With that said there have been worse situations – one in particular involving blueberries that I do not wish to think about.

Suffice to say, the entire eating and feeding experience has be a trying experience, and like many new parents going through this process, it can be defeating and discouraging.

Sometimes, I would think to myself:

“Man, I can’t wait until she learns how to properly feed herself. I’m looking forward to the day where she’ll just eat without me having to worry about it!”

You should have seen the floor

Things also go beyond just feeding. In the early stages of teaching my daughter to eat solids, I still remember the science lab-like setup in our kitchen.

We would steam, blend, bake, boil, pre-chew (okay that last one was a joke), every organic vegetable known to man, hoping to find the perfect combination. Often times she would devour what we feed her the first bite, only shut her lips and treat it like poison the next.

I remember during this stage my wife and I felt pretty defeated.

Up until this point our daughter had steadily gained weight. But at 13 months, when she began to become a pickier eater, that’s when her weight started dropping. And the truth is, we’ve always been spoiled by the fact that she was always a good eater, so the loss of weight hit us pretty hard.

We felt that we had failed as parents, despite feeling that we had tried everything, but she still wasn’t eating. The more she didn’t eat, the more the pressure mounted. It began to feel like how it was when we first brought her home, with the constant tracking of how much she ate, and measuring dirty diapers, and doctor check ups.

I was warned how difficult things were going to be with a newborn, with the constant crying, and sleep deprivation. But I had no idea that feeding my daughter would put my patience and sanity to the test once again.

Before kids, I had no idea that feeding my daughter, or taking her out to a restaurant would require so much effort.

But now I know.

I now know, the pressure of getting your kid to eat.

I now know, the struggles of meal planning and preparation.

I now know, how it feels to not get to eat your food when it comes nice and hot.

I now know, the tag-team technique of alternating between shoving down your own meal while the other parent feeds.

I now know, how it feels to lose the battle of wits between a tiny human and a full grown human.

I now know.

And when our friends who don’t have children watch us at restaurants, we feel their beam of pity and concern.

I can see it in on their faces as they are thinking: “How are they this patient?” or “Is it always like this?” or “Should we stare, or not stare?”

Rest assured, we are fine. And please don’t pity us. We’ve come to realize that this is just the process of getting food in our kids.

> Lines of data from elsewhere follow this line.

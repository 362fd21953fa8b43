//! HTTP API handlers

use axum::{
    body::Bytes,
    extract::State,
    http::StatusCode,
    response::IntoResponse,
    Json,
};
use tracing::{debug, error};

use crate::error::AppError;
use crate::server::ServerState;
use crate::types::{
    ImproveTextRequest, ImproveTextResponse, LogsResponse, StatusResponse, Submission,
    SubmitResponse,
};

/// Improve text handler
pub async fn improve_text_handler(
    State(state): State<ServerState>,
    body: Bytes,
) -> Result<Json<ImproveTextResponse>, AppError> {
    let req: ImproveTextRequest = serde_json::from_slice(&body)
        .map_err(|e| AppError::InvalidInput(format!("Invalid request body: {}", e)))?;

    let text = match req.text {
        Some(text) if !text.is_empty() => text,
        _ => return Err(AppError::InvalidInput("No text provided".to_string())),
    };

    debug!("Improving {} chars of text", text.chars().count());
    let improved_text = state.improver.improve(&text);

    Ok(Json(ImproveTextResponse { improved_text }))
}

/// Form submission handler
pub async fn submit_form_handler(
    State(state): State<ServerState>,
    body: Bytes,
) -> Result<Json<SubmitResponse>, AppError> {
    let submission: Submission = serde_json::from_slice(&body)
        .map_err(|e| AppError::InvalidInput(format!("Invalid form data: {}", e)))?;

    let store = state.store.clone();
    let path = tokio::task::spawn_blocking(move || store.persist(&submission))
        .await
        .map_err(|e| AppError::Internal(format!("Submission task failed: {}", e)))?
        .map_err(|e| {
            error!("Error saving form data: {}", e);
            AppError::from(e)
        })?;

    Ok(Json(SubmitResponse {
        status: "success".to_string(),
        message: "Form data saved successfully".to_string(),
        filename: path.display().to_string(),
    }))
}

/// Aggregate log listing handler
pub async fn logs_handler(
    State(state): State<ServerState>,
) -> Result<Json<LogsResponse>, AppError> {
    let store = state.store.clone();
    let logs = tokio::task::spawn_blocking(move || store.read_all())
        .await
        .map_err(|e| AppError::Internal(format!("Log read task failed: {}", e)))??;

    Ok(Json(LogsResponse { logs }))
}

/// Status handler
pub async fn status_handler() -> impl IntoResponse {
    let response = StatusResponse {
        status: "ok".to_string(),
        version: env!("CARGO_PKG_VERSION").to_string(),
    };

    (StatusCode::OK, Json(response))
}
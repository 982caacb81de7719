mod common;

use games_connect::{models::PaymentStatus, services::RegistrationStats};
use uuid::Uuid;

use common::{email, fixture};

#[tokio::test]
async fn stats_count_each_status_separately() {
    let f = fixture();
    let event_id = f.event(50);
    f.register_many(event_id, 4, PaymentStatus::Pending);
    f.register_many(event_id, 2, PaymentStatus::Confirmed);
    f.register_many(event_id, 3, PaymentStatus::Paid);
    f.register_many(event_id, 5, PaymentStatus::Cancelled);

    let stats = f.service.get_registration_stats(event_id).await;

    assert_eq!(stats.pending, 4);
    assert_eq!(stats.confirmed, 2);
    assert_eq!(stats.paid, 3);
    // Каждая строка без количества участников считается за одного
    assert_eq!(stats.total_participants, 14);
}

#[tokio::test]
async fn participants_are_summed_across_all_statuses() {
    let f = fixture();
    let event_id = f.event(50);
    f.store.add_registration(event_id, &email(), PaymentStatus::Paid, Some(3)).unwrap();
    f.store.add_registration(event_id, &email(), PaymentStatus::Pending, None).unwrap();
    f.store.add_registration(event_id, &email(), PaymentStatus::Cancelled, Some(4)).unwrap();
    f.store.add_registration(event_id, &email(), PaymentStatus::Failed, Some(2)).unwrap();

    let stats = f.service.get_registration_stats(event_id).await;

    assert_eq!(stats.paid, 1);
    assert_eq!(stats.pending, 1);
    assert_eq!(stats.confirmed, 0);
    assert_eq!(stats.total_participants, 10);
}

#[tokio::test]
async fn unknown_event_has_empty_stats() {
    let f = fixture();

    let stats = f.service.get_registration_stats(Uuid::new_v4()).await;

    assert_eq!(stats, RegistrationStats::default());
}

#[tokio::test]
async fn backend_failure_returns_zeroed_stats() {
    let f = fixture();
    let event_id = f.event(50);
    f.register_many(event_id, 3, PaymentStatus::Paid);
    f.store.set_unavailable(true);

    let stats = f.service.get_registration_stats(event_id).await;

    assert_eq!(
        stats,
        RegistrationStats { pending: 0, confirmed: 0, paid: 0, total_participants: 0 }
    );
}
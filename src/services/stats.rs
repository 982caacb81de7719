use serde::Serialize;
use tracing::error;
use uuid::Uuid;

use super::RegistrationService;
use crate::models::{PaymentStatus, RegistrationRow};

/// Статистика регистраций события для админки.
///
/// `confirmed` и `paid` считаются раздельно, в отличие от учёта мест,
/// где оба статуса занимают место одинаково.
#[derive(Debug, Clone, Copy, Default, PartialEq, Eq, Serialize)]
pub struct RegistrationStats {
    pub pending: u32,
    pub confirmed: u32,
    pub paid: u32,
    pub total_participants: i64,
}

impl RegistrationStats {
    pub fn from_rows(rows: &[RegistrationRow]) -> Self {
        rows.iter().fold(Self::default(), |mut stats, row| {
            match row.status() {
                PaymentStatus::Pending => stats.pending += 1,
                PaymentStatus::Confirmed => stats.confirmed += 1,
                PaymentStatus::Paid => stats.paid += 1,
                _ => {}
            }
            // Участники суммируются по всем строкам, независимо от статуса
            stats.total_participants += row.participants();
            stats
        })
    }
}

impl RegistrationService {
    /// Статистика по статусам оплаты. При сбое чтения возвращает нули.
    pub async fn get_registration_stats(&self, event_id: Uuid) -> RegistrationStats {
        match self.store.registrations_for_event(event_id).await {
            Ok(rows) => RegistrationStats::from_rows(&rows),
            Err(e) => {
                error!("get_registration_stats: failed to load registrations for {}: {}", event_id, e);
                RegistrationStats::default()
            }
        }
    }
}
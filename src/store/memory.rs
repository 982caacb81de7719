use async_trait::async_trait;
use chrono::Utc;
use std::collections::HashMap;
use std::sync::atomic::{AtomicBool, Ordering};
use std::sync::RwLock;
use uuid::Uuid;

use super::{RegistrationStore, StoreError, StoreResult};
use crate::models::{Event, NewRegistration, PaymentStatus, Registration, RegistrationRow};

/// Хранилище в памяти с тем же поведением, что и PostgreSQL:
/// email сравнивается точно, с учётом регистра.
///
/// `set_unavailable(true)` заставляет все операции возвращать ошибку,
/// так проверяется поведение сервисов при сбое базы.
#[derive(Debug, Default)]
pub struct InMemoryRegistrationStore {
    events: RwLock<HashMap<Uuid, Event>>,
    registrations: RwLock<Vec<Registration>>,
    unavailable: AtomicBool,
}

fn poisoned<T>(_: T) -> StoreError {
    StoreError::Unavailable("in-memory store lock poisoned".to_string())
}

impl InMemoryRegistrationStore {
    pub fn new() -> Self {
        Self::default()
    }

    pub fn set_unavailable(&self, unavailable: bool) {
        self.unavailable.store(unavailable, Ordering::Relaxed);
    }

    pub fn add_event(&self, event: Event) -> StoreResult<()> {
        self.events.write().map_err(poisoned)?.insert(event.id, event);
        Ok(())
    }

    /// Добавляет регистрацию с произвольным статусом, минуя проверки.
    pub fn add_registration(
        &self,
        event_id: Uuid,
        email: &str,
        status: PaymentStatus,
        number_of_participants: Option<i32>,
    ) -> StoreResult<Registration> {
        self.add_registration_with_status(event_id, email, Some(status), number_of_participants)
    }

    /// Как `add_registration`, но статус может отсутствовать (NULL в базе).
    pub fn add_registration_with_status(
        &self,
        event_id: Uuid,
        email: &str,
        status: Option<PaymentStatus>,
        number_of_participants: Option<i32>,
    ) -> StoreResult<Registration> {
        let registration = Registration {
            id: Uuid::new_v4(),
            event_id,
            email: email.to_string(),
            name: email.split('@').next().unwrap_or_default().to_string(),
            phone: None,
            number_of_participants,
            payment_status: status.map(|s| s.to_string()),
            created_at: Utc::now(),
        };
        self.registrations.write().map_err(poisoned)?.push(registration.clone());
        Ok(registration)
    }

    pub fn registrations(&self) -> StoreResult<Vec<Registration>> {
        Ok(self.registrations.read().map_err(poisoned)?.clone())
    }

    fn check_available(&self) -> StoreResult<()> {
        if self.unavailable.load(Ordering::Relaxed) {
            return Err(StoreError::Unavailable("connection refused".to_string()));
        }
        Ok(())
    }

    fn select_rows<F>(&self, filter: F) -> StoreResult<Vec<RegistrationRow>>
    where
        F: Fn(&Registration) -> bool,
    {
        self.check_available()?;
        let rows = self
            .registrations
            .read()
            .map_err(poisoned)?
            .iter()
            .filter(|r| filter(*r))
            .map(Registration::row)
            .collect();
        Ok(rows)
    }
}

#[async_trait]
impl RegistrationStore for InMemoryRegistrationStore {
    async fn find_event(&self, event_id: Uuid) -> StoreResult<Option<Event>> {
        self.check_available()?;
        Ok(self.events.read().map_err(poisoned)?.get(&event_id).cloned())
    }

    async fn registrations_for_event(&self, event_id: Uuid) -> StoreResult<Vec<RegistrationRow>> {
        self.select_rows(|r| r.event_id == event_id)
    }

    async fn registrations_for_email(
        &self,
        event_id: Uuid,
        email: &str,
    ) -> StoreResult<Vec<RegistrationRow>> {
        self.select_rows(|r| r.event_id == event_id && r.email == email)
    }

    async fn insert_registration(&self, new: &NewRegistration) -> StoreResult<Registration> {
        self.check_available()?;
        let registration = Registration {
            id: Uuid::new_v4(),
            event_id: new.event_id,
            email: new.email.clone(),
            name: new.name.clone(),
            phone: new.phone.clone(),
            number_of_participants: Some(new.number_of_participants),
            payment_status: Some(PaymentStatus::Pending.to_string()),
            created_at: Utc::now(),
        };
        self.registrations.write().map_err(poisoned)?.push(registration.clone());
        Ok(registration)
    }
}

Believe me, the first time we were at a restaurant, we did care and we were super self-conscious of what people would think if our daughter had a meltdown.

In fact, I remember us only going to noisy and spacious dim sum restaurants so that if she cried or screamed, no one would notice.

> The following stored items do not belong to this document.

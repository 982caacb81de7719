use sqlx::FromRow;
use uuid::Uuid;

/// Строка из таблицы `events`, нужная для учёта мест.
#[derive(Debug, Clone, FromRow)]
pub struct Event {
    pub id: Uuid,
    pub total_spots: Option<i32>,
    // Старое поле, встречается у ранних событий
    pub spots: Option<i32>,
}

impl Event {
    pub fn new(id: Uuid, total_spots: i32) -> Self {
        Self { id, total_spots: Some(total_spots), spots: None }
    }

    /// Объявленная вместимость: `total_spots`, иначе `spots`, иначе 0.
    pub fn declared_capacity(&self) -> i32 {
        self.total_spots.or(self.spots).unwrap_or(0)
    }
}

#[cfg(test)]
mod tests {
    use super::*;

    #[test]
    fn declared_capacity_prefers_total_spots() {
        let event = Event { id: Uuid::new_v4(), total_spots: Some(12), spots: Some(40) };
        assert_eq!(event.declared_capacity(), 12);
    }

    #[test]
    fn declared_capacity_falls_back_to_legacy_spots() {
        let event = Event { id: Uuid::new_v4(), total_spots: None, spots: Some(40) };
        assert_eq!(event.declared_capacity(), 40);

        let event = Event { id: Uuid::new_v4(), total_spots: None, spots: None };
        assert_eq!(event.declared_capacity(), 0);
    }
}
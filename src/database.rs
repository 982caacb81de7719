use sqlx::{postgres::PgPoolOptions, Pool, Postgres};
use std::time::Duration;
use tracing::info;

use crate::config::DatabaseConfig;

#[derive(Clone)]
pub struct Database {
    pub pool: Pool<Postgres>,
}

impl Database {
    pub async fn new(config: &DatabaseConfig) -> Result<Self, sqlx::Error> {
        let pool = PgPoolOptions::new()
            .max_connections(config.pool_size)
            .acquire_timeout(Duration::from_secs(config.acquire_timeout_secs))
            .connect(&config.url)
            .await?;

        info!("Database pool ready ({} connections max)", config.pool_size);
        Ok(Database { pool })
    }

    // Схемой владеет хостинг базы, здесь только проверяем доступность
    pub async fn ping(&self) -> Result<(), sqlx::Error> {
        sqlx::query_scalar::<_, i32>("SELECT 1")
            .fetch_one(&self.pool)
            .await?;
        Ok(())
    }
}
use async_trait::async_trait;
use sqlx::PgPool;
use uuid::Uuid;

use super::{RegistrationStore, StoreResult};
use crate::database::Database;
use crate::models::{Event, NewRegistration, Registration, RegistrationRow};

#[derive(Clone)]
pub struct PgRegistrationStore {
    pool: PgPool,
}

impl PgRegistrationStore {
    pub fn new(db: &Database) -> Self {
        Self { pool: db.pool.clone() }
    }
}

#[async_trait]
impl RegistrationStore for PgRegistrationStore {
    async fn find_event(&self, event_id: Uuid) -> StoreResult<Option<Event>> {
        let event = sqlx::query_as::<_, Event>(
            "SELECT id, total_spots, spots FROM events WHERE id = $1"
        )
        .bind(event_id)
        .fetch_optional(&self.pool)
        .await?;

        Ok(event)
    }

    async fn registrations_for_event(&self, event_id: Uuid) -> StoreResult<Vec<RegistrationRow>> {
        let rows = sqlx::query_as::<_, RegistrationRow>(
            "SELECT payment_status, number_of_participants
             FROM registrations
             WHERE event_id = $1"
        )
        .bind(event_id)
        .fetch_all(&self.pool)
        .await?;

        Ok(rows)
    }

    async fn registrations_for_email(
        &self,
        event_id: Uuid,
        email: &str,
    ) -> StoreResult<Vec<RegistrationRow>> {
        // Сравнение через `=` на text: регистр учитывается
        let rows = sqlx::query_as::<_, RegistrationRow>(
            "SELECT payment_status, number_of_participants
             FROM registrations
             WHERE event_id = $1 AND email = $2"
        )
        .bind(event_id)
        .bind(email)
        .fetch_all(&self.pool)
        .await?;

        Ok(rows)
    }

    async fn insert_registration(&self, new: &NewRegistration) -> StoreResult<Registration> {
        let registration = sqlx::query_as::<_, Registration>(
            r#"
            INSERT INTO registrations
                (event_id, email, name, phone, number_of_participants, payment_status)
            VALUES ($1, $2, $3, $4, $5, 'pending')
            RETURNING id, event_id, email, name, phone, number_of_participants,
                      payment_status, created_at
            "#
        )
        .bind(new.event_id)
        .bind(&new.email)
        .bind(&new.name)
        .bind(&new.phone)
        .bind(new.number_of_participants)
        .fetch_one(&self.pool)
        .await?;

        Ok(registration)
    }
}
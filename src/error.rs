use thiserror::Error;

use crate::store::StoreError;

/// Причина, по которой не удалось посчитать вместимость события.
///
/// Наружу не пробрасывается: сервис превращает её в поле `error`
/// результата с нулевыми значениями.
#[derive(Debug, Clone, PartialEq, Eq, Error)]
pub enum CapacityError {
    #[error("Event not found")]
    NotFound,
    #[error("Failed to read registrations: {0}")]
    BackendRead(#[from] StoreError),
    #[error("Unexpected error: {0}")]
    Unknown(String),
}

/// Ошибки приёма новой регистрации.
#[derive(Debug, Error)]
pub enum AdmissionError {
    #[error("Invalid registration: {0}")]
    Invalid(#[from] validator::ValidationErrors),
    #[error("Event not found")]
    EventNotFound,
    #[error("Email is already registered for this event")]
    AlreadyRegistered,
    #[error("Event is full")]
    EventFull,
    #[error("Registration is temporarily unavailable: {0}")]
    Unavailable(String),
}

It just runs in the family. Who can ever resist steamed BBQ pork buns?

A post shared by Ingus (@snappingus) on

But eventually, we just stopped caring. We starting going to the places that we used to go to, and we started to worry less about what people thought, and more about what needs to be done.

As long as this kid eats, we didn’t care if she screams a little or makes a big mess.

“As long as she eats.”

Don’t get me wrong, it’s not always a terrible experience, every once in a while we’re treated to those little moments that make everything okay.

Moments like this one:

Feeding time is extra cool when she busts out these moves. ?

A post shared by Ingus (@snappingus) on

How do you even get mad or frustrated when you’re treated to things like that?

And that’s the thing –  like everything so far with this parenting gig, things do become rewarding.

This kid knowa how to push my limits, but she also knows how not to break me. She just knows when to throw me a bone once in a while.

I could be sitting there feeding her for 45 minutes with no luck, but somehow by the grace of her mercy she decides to take in four consecutive pieces of chicken in a 30 second span.

My inner voice goes from, “F this bull crap!” to, “I’m the GREATEST!” in a matter of seconds.

These are the rewarding moments.

These are the moments where you realize it’s all worth it.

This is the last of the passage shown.